A change in the asset commissions to servicing commissions following the servicing adviser would mute some of this effect, as would lowering, but not removing new business commissions. (Lose them we lose lose a lot of good advisers)

It would also mean advisers have a better reason to service their clients, as currently a change of relationship without policy cancellation improves the advisers workload without creating any financial impact on the losing adviser.

My two pence on the article, if providers actually policed the replacement business forms for the business coming their way the churn debate would disappear overnight, but then that goes against the principal of the insurer to maximise profits for the shareholders.

Ahh but in OnePath's case, they no longer require a business replacement form, so they now collect less data than before and really have no idea about what reasons they are getting the business, but will whine when they lose it!
On 17 June 2015 at 12:16 pm Tash said:
Hi RiskAdviser
No insurer can police policy replacement and neither should they be expected to. For one, unless the adviser is their employee, they simply do not have the client information to make any sort of judgement on whether replacement is in the client's best interests or not. This is the domain of the adviser.
I for one would find it wholly inappropriate for an insurance company employee (who would this be, must they start hiring advisers now to review applications?)to attempt to second guess my advice (and frustrate the client's instructions).
The replacement business form is meaningless and achieves nothing. What the client needs is a proper comparison of benefits gained and lost by replacing their cover, so that any decision is properly informed.
On 9 July 2015 at 4:23 pm RiskAdviser said:
Hi Tash, I don't disagree with your points, however the receiving insurer is the only one in the process presently that has any opportunity to vet changes. Ideally not the best as they have a vested interest in transferring the risk.

However underwriters should have a complete view of the client and from my experience tend to be less commercially focused than the sales manager or BDM, even under pressure. As to understanding the situation, surely this is why we complete a 30+page application and need to justify cover. The advice for cover should never be in question, the implementation is more the issue. The harm to the client is what the FMA is looking at, mitigating this should be the responsibility of the insurer and their agent, you the adviser, in every case. As an adviser the insurer is also responsible for your advice, they already have a vested interest in you getting it right under your agency agreement.
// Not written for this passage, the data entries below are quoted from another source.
#[cfg(test)]
mod tests {
    use chrono::{NaiveDate, NaiveDateTime};
    use qtask::db::db::Db;
    use qtask::libs::error::LedgerError;
    use qtask::libs::formatter::format_minutes;
    use qtask::libs::grammar::{parse, Verb};
    use qtask::libs::ledger::{Ledger, Outcome};
    use qtask::libs::task::Task;
    use qtask::libs::view::View;
    use tempfile::TempDir;
    use test_context::{test_context, TestContext};

    struct LedgerTestContext {
        ledger: Ledger,
        now: NaiveDateTime,
        _temp_dir: TempDir,
    }

    impl LedgerTestContext {
        fn run(&mut self, verb: Verb, words: &[&str]) -> Result<Outcome, LedgerError> {
            let tokens: Vec<String> = words.iter().map(|w| w.to_string()).collect();
            let action = parse(verb, &tokens)?;
            self.ledger.execute(action, self.now)
        }

        fn list(&mut self, words: &[&str]) -> Vec<Task> {
            match self.run(Verb::List { grouped: false }, words).unwrap() {
                Outcome::Tasks(tasks) => tasks,
                other => panic!("expected tasks, got {:?}", other),
            }
        }
    }

    impl TestContext for LedgerTestContext {
        fn setup() -> Self {
            let temp_dir = tempfile::tempdir().unwrap();
            let db = Db::open(temp_dir.path().join("qtask.db")).unwrap();
            LedgerTestContext {
                ledger: Ledger::new(db),
                now: NaiveDate::from_ymd_opt(2024, 3, 15).unwrap().and_hms_opt(16, 30, 0).unwrap(),
                _temp_dir: temp_dir,
            }
        }
    }

    #[test_context(LedgerTestContext)]
    #[test]
    fn test_log_then_list_work(ctx: &mut LedgerTestContext) {
        let outcome = ctx.run(Verb::Log, &["Installed tool X"]).unwrap();
        assert_eq!(outcome, Outcome::Logged { task_id: 1, project: None });

        let tasks = ctx.list(&["work"]);
        assert_eq!(tasks.len(), 1);
        assert_eq!(tasks[0].label, "Installed tool X");
        assert_eq!(tasks[0].project, None);
        assert_eq!(tasks[0].minutes_logged, None);
        assert_eq!(tasks[0].logged_at, "2024-03-15 16:30:00");

        let table = View::tasks(&tasks).to_string();
        assert!(table.contains("Installed tool X"));
        assert!(!table.contains("minutes"));
    }

    #[test_context(LedgerTestContext)]
    #[test]
    fn test_accumulate_renders_hours(ctx: &mut LedgerTestContext) {
        ctx.run(Verb::Log, &["Installed tool X"]).unwrap();

        let outcome = ctx.run(Verb::Log, &["90", "minutes", "against", "task", "1"]).unwrap();
        assert_eq!(
            outcome,
            Outcome::TimeAccumulated {
                task_id: 1,
                total_minutes: Some(90.0)
            }
        );

        let tasks = ctx.list(&["work"]);
        assert_eq!(format_minutes(tasks[0].minutes_logged).unwrap(), "1.5 hours");
        assert!(View::tasks(&tasks).to_string().contains("1.5 hours"));
    }

    #[test_context(LedgerTestContext)]
    #[test]
    fn test_accumulate_against_missing_task(ctx: &mut LedgerTestContext) {
        let err = ctx.run(Verb::Log, &["5", "hours", "against", "task", "231"]).unwrap_err();
        assert!(matches!(err, LedgerError::TaskNotFound(231)));
    }

    #[test_context(LedgerTestContext)]
    #[test]
    fn test_log_to_project_on_date_and_query_back(ctx: &mut LedgerTestContext) {
        ctx.run(Verb::Add, &["project", "P1"]).unwrap();
        ctx.run(Verb::Log, &["A", "to", "P1", "on", "2024-01-01"]).unwrap();

        let tasks = ctx.list(&["P1", "work"]);
        assert_eq!(tasks.len(), 1);
        assert_eq!(tasks[0].label, "A");
        assert_eq!(tasks[0].project.as_deref(), Some("P1"));
        assert_eq!(tasks[0].logged_at, "2024-01-01");

        assert_eq!(ctx.list(&["work", "between", "2023-12-31", "and", "2024-01-02"]).len(), 1);
        assert!(ctx.list(&["work", "between", "2024-01-02", "and", "2024-01-03"]).is_empty());
    }

    #[test_context(LedgerTestContext)]
    #[test]
    fn test_every_log_form_round_trips(ctx: &mut LedgerTestContext) {
        ctx.run(Verb::Add, &["project", "annotation"]).unwrap();

        let forms: Vec<(Vec<&str>, &str, Option<&str>, &str)> = vec![
            (vec!["one"], "one", None, "2024-03-15 16:30:00"),
            (vec!["two", "to", "annotation"], "two", Some("annotation"), "2024-03-15 16:30:00"),
            (vec!["three", "on", "2024-02-01 08:00"], "three", None, "2024-02-01 08:00"),
            (vec!["four", "to", "annotation", "on", "2024-02-02"], "four", Some("annotation"), "2024-02-02"),
            (vec!["five", "on", "2024-02-03T10:00:00", "to", "annotation"], "five", Some("annotation"), "2024-02-03T10:00:00"),
        ];

        for (words, label, project, logged_at) in forms {
            let task_id = match ctx.run(Verb::Log, &words).unwrap() {
                Outcome::Logged { task_id, .. } => task_id,
                other => panic!("expected a logged task, got {:?}", other),
            };

            let stored = ctx.list(&["work"]).into_iter().find(|t| t.id == Some(task_id)).unwrap();
            assert_eq!(stored.label, label);
            assert_eq!(stored.project.as_deref(), project);
            assert_eq!(stored.logged_at, logged_at);
        }
    }

    #[test_context(LedgerTestContext)]
    #[test]
    fn test_dated_tasks_show_up_in_ranged_queries(ctx: &mut LedgerTestContext) {
        for literal in ["2024-03-05", "2024-03-05 09:30", "2024-03-05 09:30:05", "2024-03-05T09:30:05"] {
            ctx.run(Verb::Log, &["dated", "on", literal]).unwrap();
        }
        assert!(ctx.run(Verb::Log, &["unpadded", "on", "2024-3-5"]).is_err());

        assert_eq!(ctx.list(&["work"]).len(), 4);
        assert_eq!(ctx.list(&["work", "between", "2024-03-01", "and", "2024-03-06"]).len(), 4);
        assert_eq!(ctx.list(&["work", "in", "last", "30", "days"]).len(), 4);
    }

    #[test_context(LedgerTestContext)]
    #[test]
    fn test_very_long_window_returns_all_work(ctx: &mut LedgerTestContext) {
        ctx.run(Verb::Log, &["ancient", "on", "0001-01-01"]).unwrap();
        ctx.run(Verb::Log, &["recent", "on", "2024-03-01"]).unwrap();

        assert_eq!(ctx.list(&["work", "in", "last", "5000", "years"]).len(), 2);
        assert_eq!(ctx.list(&["work", "in", "last", "2025", "years"]).len(), 2);
    }

    #[test_context(LedgerTestContext)]
    #[test]
    fn test_log_to_unknown_project(ctx: &mut LedgerTestContext) {
        let err = ctx.run(Verb::Log, &["A", "to", "nowhere"]).unwrap_err();
        assert!(matches!(err, LedgerError::ProjectNotFound(ref label) if label == "nowhere"));
        assert!(ctx.list(&["work"]).is_empty());
    }

    #[test_context(LedgerTestContext)]
    #[test]
    fn test_list_unknown_project(ctx: &mut LedgerTestContext) {
        let err = ctx.run(Verb::List { grouped: false }, &["nowhere", "work"]).unwrap_err();
        assert!(matches!(err, LedgerError::ProjectNotFound(_)));
    }

    #[test_context(LedgerTestContext)]
    #[test]
    fn test_add_project_work_is_reserved(ctx: &mut LedgerTestContext) {
        let err = ctx.run(Verb::Add, &["project", "work"]).unwrap_err();
        assert!(matches!(err, LedgerError::ReservedLabel(_)));
    }

    #[test_context(LedgerTestContext)]
    #[test]
    fn test_list_projects(ctx: &mut LedgerTestContext) {
        let added = ctx.run(Verb::Add, &["project", "annotation"]).unwrap();
        assert_eq!(
            added,
            Outcome::ProjectAdded {
                id: 1,
                label: "annotation".to_string()
            }
        );

        match ctx.run(Verb::List { grouped: false }, &["projects"]).unwrap() {
            Outcome::Projects(projects) => {
                assert_eq!(projects.len(), 1);
                assert_eq!(projects[0].created_at, "2024-03-15 16:30:00");
            }
            other => panic!("expected projects, got {:?}", other),
        }
    }

    #[test_context(LedgerTestContext)]
    #[test]
    fn test_today_and_yesterday(ctx: &mut LedgerTestContext) {
        ctx.run(Verb::Log, &["this morning", "on", "2024-03-15 08:00"]).unwrap();
        ctx.run(Verb::Log, &["late yesterday", "on", "2024-03-14 23:59:59"]).unwrap();
        ctx.run(Verb::Log, &["two days ago", "on", "2024-03-13 12:00"]).unwrap();
        ctx.run(Verb::Log, &["later today", "on", "2024-03-15 20:00"]).unwrap();

        let today: Vec<String> = ctx.list(&["work", "today"]).into_iter().map(|t| t.label).collect();
        assert_eq!(today, vec!["this morning"]);

        let yesterday: Vec<String> = ctx.list(&["work", "yesterday"]).into_iter().map(|t| t.label).collect();
        assert_eq!(yesterday, vec!["late yesterday"]);
    }

    #[test_context(LedgerTestContext)]
    #[test]
    fn test_in_last_window(ctx: &mut LedgerTestContext) {
        ctx.run(Verb::Add, &["project", "annotation"]).unwrap();
        ctx.run(Verb::Log, &["recent", "to", "annotation", "on", "2024-03-10"]).unwrap();
        ctx.run(Verb::Log, &["unassigned recent", "on", "2024-03-09"]).unwrap();
        ctx.run(Verb::Log, &["old", "to", "annotation", "on", "2024-02-01"]).unwrap();

        assert_eq!(ctx.list(&["work", "in", "last", "1", "week"]).len(), 2);
        assert_eq!(ctx.list(&["work", "in", "last", "1", "year"]).len(), 3);

        let scoped = ctx.list(&["annotation", "work", "in", "last", "7", "days"]);
        assert_eq!(scoped.len(), 1);
        assert_eq!(scoped[0].label, "recent");
    }

    #[test_context(LedgerTestContext)]
    #[test]
    fn test_report_groups_by_project(ctx: &mut LedgerTestContext) {
        ctx.run(Verb::Add, &["project", "rna_seq"]).unwrap();
        ctx.run(Verb::Add, &["project", "annotation"]).unwrap();
        ctx.run(Verb::Log, &["a1", "to", "annotation", "on", "2024-03-01"]).unwrap();
        ctx.run(Verb::Log, &["r1", "to", "rna_seq", "on", "2024-03-02"]).unwrap();
        ctx.run(Verb::Log, &["u1", "on", "2024-03-03"]).unwrap();
        ctx.run(Verb::Log, &["a2", "to", "annotation", "on", "2024-03-04"]).unwrap();
        ctx.run(Verb::Log, &["2", "hours", "against", "task", "1"]).unwrap();

        let flat = ctx.list(&["work", "in", "last", "30", "days"]);
        let buckets = match ctx.run(Verb::Report, &["work", "in", "last", "30", "days"]).unwrap() {
            Outcome::Report(buckets) => buckets,
            other => panic!("expected a report, got {:?}", other),
        };

        let labels: Vec<&str> = buckets.iter().map(|b| b.label.as_str()).collect();
        assert_eq!(labels, vec!["Unassigned", "annotation", "rna_seq"]);

        let annotation: Vec<&str> = buckets[1].tasks.iter().map(|t| t.label.as_str()).collect();
        assert_eq!(annotation, vec!["a2", "a1"]);
        assert_eq!(buckets[1].total_minutes(), Some(120.0));

        let total: usize = buckets.iter().map(|b| b.tasks.len()).sum();
        assert_eq!(total, flat.len());

        let rendered = View::report(&buckets);
        assert!(rendered.contains("annotation (2 task(s), 2.0 hours logged)"));
        assert!(rendered.contains("Unassigned (1 task(s), no time logged)"));
    }

    #[test_context(LedgerTestContext)]
    #[test]
    fn test_list_group_flag(ctx: &mut LedgerTestContext) {
        ctx.run(Verb::Log, &["loose"]).unwrap();

        let outcome = ctx.run(Verb::List { grouped: true }, &["work"]).unwrap();
        assert!(matches!(outcome, Outcome::Report(ref buckets) if buckets.len() == 1 && buckets[0].unassigned));
    }
}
As an adviser, advice and BRA's should contain a better reason than cheaper or better cover or I just like this adviser better. It needs to be substantiated. If we don't lift our game in this regard, and I've seen thousands of BRA forms completed by advisers, we're not going to improve perceptions of our industry or stave off significant regulator intervention.

Just today a case was brought to my attention where a client had been advised to take Mortgage Protection with two different companies. First off a claim is a certain level of fraud as they have double insured for the same risk. Probably on the basis the advisers poor understanding of no offsets on both policies, missed the bit about no offsets unless for the same mortgage and the same disability. And no this wasn't a transfer where the old cover wasn't cancelled because it got forgotten about...

Another one not so long ago, client had just turned 40 and was 7 months pregnant her adviser sold her a Sovereign trauma with children's and maternity to access the maternity complications. The pregnancy was disclosed but the cover issued didn't have the expected exclusion for this pregnancy, why? because the policy only covers pregnancy complications from age 16 to <40. The adviser sold off the brochure and hadn't read the policy wordings. Fortunately there were no issues with the birth, but if there had been the adviser was in the firing line based on reasons the client requested the cover, which were well documented.

Complex issues, yes I agree, I don't expect the insurance company to pick them up, the majority of issues that cause client harm are like these, quite simple and usually the basics advisers should be getting right but often don't.